= Nature reserve (Australia) =

Protected area designation in some Australian states

Nature reserve (Australia) is the title of a type of protected area used in the Australian jurisdictions of the Australian Capital Territory, New South Wales, Tasmania and Western Australia. The term “nature reserve” is defined by state and territory statutes rather than by a single national statute. As of 2014, 1767 (or ) out of a total of 10339 protected areas listed within the Australian National Reserve System were “nature reserves.”

==Extent of use on Australia==
The term “nature reserves” is only used in the Australian Capital Territory, New South Wales, Tasmania and Western Australia.

As of 2014, 1767 protected areas whose titles include the words “nature reserve” have been listed on the National Reserve System with a total area of 113382.42 ha or 1.47% of the Australian territorial area. This compares with the National Reserve System’s total inventory of 10339 protected areas that have a total area of 1375015.51 km2 or 17.88% of the Australian territorial area.

==Australian Capital Territory==

In the Australian Capital Territory, the term “nature reserve” appears in the following legislation - the Nature Conservation Act 2014 and the Planning and Development Act 2007 with the former defining the term as “an area of public land reserved in the territory plan for a nature reserve under the Planning and Development Act 2007” while the latter defines it as one of the purposes for which “public land may be reserved in the territory plan.”

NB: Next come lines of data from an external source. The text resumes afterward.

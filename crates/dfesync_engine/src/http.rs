//! HTTP transport over mutual TLS.
//!
//! [`HttpSessionFactory`] turns a credential's PKCS#12 file into a
//! `reqwest` client that presents the certificate on every handshake. One
//! client per session, so connections are never pooled across credentials.

use crate::config::Endpoints;
use crate::error::{SyncError, SyncResult};
use crate::transport::{DistributionTransport, RawResponse, SessionFactory};
use async_trait::async_trait;
use dfesync_protocol::{DistributionRequest, ServiceKind, SOAP_ACTION};
use dfesync_store::Credential;
use reqwest::header::{ACCEPT, CONTENT_TYPE};
use std::time::Duration;
use tracing::debug;

/// Opens mTLS sessions against the configured endpoints.
#[derive(Debug, Clone)]
pub struct HttpSessionFactory {
    endpoints: Endpoints,
    timeout: Duration,
}

impl HttpSessionFactory {
    /// Creates a factory; `timeout` bounds each request on the client side.
    pub fn new(endpoints: Endpoints, timeout: Duration) -> Self {
        Self { endpoints, timeout }
    }
}

#[async_trait]
impl SessionFactory for HttpSessionFactory {
    async fn open(&self, credential: &Credential) -> SyncResult<Box<dyn DistributionTransport>> {
        let path = &credential.certificate_path;
        let der = tokio::fs::read(path).await.map_err(|e| {
            SyncError::credential(
                &credential.identity,
                format!("cannot read certificate {}: {e}", path.display()),
            )
        })?;
        let identity = reqwest::Identity::from_pkcs12_der(&der, credential.passphrase.expose())
            .map_err(|e| {
                SyncError::credential(&credential.identity, format!("certificate rejected: {e}"))
            })?;
        let client = reqwest::Client::builder()
            .identity(identity)
            .timeout(self.timeout)
            .build()
            .map_err(|e| {
                SyncError::credential(&credential.identity, format!("cannot build client: {e}"))
            })?;

        debug!(identity = %credential.identity, service = ?credential.service, "session opened");
        Ok(Box::new(HttpTransport::new(
            client,
            self.endpoints.clone(),
            credential.service,
        )))
    }
}

/// One credential's HTTP session.
#[derive(Debug, Clone)]
pub struct HttpTransport {
    client: reqwest::Client,
    endpoints: Endpoints,
    service: ServiceKind,
}

impl HttpTransport {
    /// Wraps an already configured client.
    pub fn new(client: reqwest::Client, endpoints: Endpoints, service: ServiceKind) -> Self {
        Self {
            client,
            endpoints,
            service,
        }
    }

    fn classify(error: reqwest::Error) -> SyncError {
        if error.is_timeout() {
            SyncError::Timeout
        } else {
            SyncError::transport_retryable(error.to_string())
        }
    }
}

#[async_trait]
impl DistributionTransport for HttpTransport {
    async fn distribute(&self, request: &DistributionRequest) -> SyncResult<RawResponse> {
        let builder = match self.service {
            ServiceKind::Nfe => self
                .client
                .post(&self.endpoints.nfe)
                .header(
                    CONTENT_TYPE,
                    format!("application/soap+xml; charset=utf-8; action=\"{SOAP_ACTION}\""),
                )
                .body(request.soap_envelope()),
            ServiceKind::NfseNational => {
                let url = format!("{}{}", self.endpoints.nfse, request.nfse_path()?);
                self.client.get(url).header(ACCEPT, "application/json")
            }
        };

        let response = builder.send().await.map_err(Self::classify)?;
        let status = response.status().as_u16();
        let body = response.bytes().await.map_err(Self::classify)?;
        debug!(status, bytes = body.len(), "distribution response");
        Ok(RawResponse {
            status,
            body: body.to_vec(),
        })
    }
}

#[cfg(test)]
mod tests {
    use super::*;
    use dfesync_protocol::{RegionCode, TaxId};
    use dfesync_store::Passphrase;

    fn credential(path: &std::path::Path) -> Credential {
        Credential::new(
            TaxId::parse("12345678000190").unwrap(),
            path,
            Passphrase::new("secret"),
            RegionCode::new(35).unwrap(),
        )
    }

    #[tokio::test]
    async fn missing_certificate_is_credential_error() {
        let factory = HttpSessionFactory::new(Endpoints::default(), Duration::from_secs(5));
        let result = factory
            .open(&credential(std::path::Path::new("/nonexistent/cert.pfx")))
            .await;
        match result {
            Err(SyncError::Credential { reason, .. }) => assert!(reason.contains("cannot read")),
            _ => panic!("expected credential error"),
        }
    }

    #[tokio::test]
    async fn garbage_certificate_is_credential_error() {
        let dir = tempfile::tempdir().unwrap();
        let path = dir.path().join("cert.pfx");
        std::fs::write(&path, b"not a pkcs12 file").unwrap();

        let factory = HttpSessionFactory::new(Endpoints::default(), Duration::from_secs(5));
        assert!(matches!(
            factory.open(&credential(&path)).await,
            Err(SyncError::Credential { .. })
        ));
    }
}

As of 2014, a total of 43 nature reserves are listed as part of the National Reserve System with a total area of 234.71 km2.

==New South Wales==

In New South Wales, a nature reserve is defined by the National Parks and Wildlife Act 1974 as land being reserved to “identify, protect and conserve areas containing outstanding, unique or representative ecosystems, species, communities or natural phenomena.”

As of 2014, a total of 418 nature reserves have been listed as part of the New South Wales contribution to the National Reserve System with a total area of 9514.67 km2.

==Tasmania==

In Tasmania, a nature reserve is defined in two statutes - the Nature Conservation Act 2002 and the National Parks and Reserves Management Act 2002. The first statute defines a nature reserve in respect to “an area of land” as “the conservation of the natural biological diversity or geological diversity of the area of land, or both, and the conservation of the natural values of that area of land that are unique, important or have representative value.” The second statute includes a list of seven objectives for the management of nature reserves concerned with matters such as “natural biological diversity”, “geological diversity”, water quality & catchment protection, “sites or areas of cultural significance”, education, research, protection & rehabilitation, and engagement with Aboriginal people.

As of 2014, a total of 80 nature reserves have been listed as part of the Tasmanian contribution to the National Reserve System with a total area of 1107.75 km2.

==Western Australia==

In Western Australia, a nature reserve is defined in the Conservation and Land Management Act 1984 as being used for land which has been vested in a government agency known as the Conservation Commission either by a person or persons, or by other state legislation where land has been reserved for “ the conservation of flora or fauna, or both flora and fauna.”

As of 2014, a total of 1226 nature reserves have been listed as part of the Western Australian contribution to the National Reserve System with a total area of 102525.28 km2.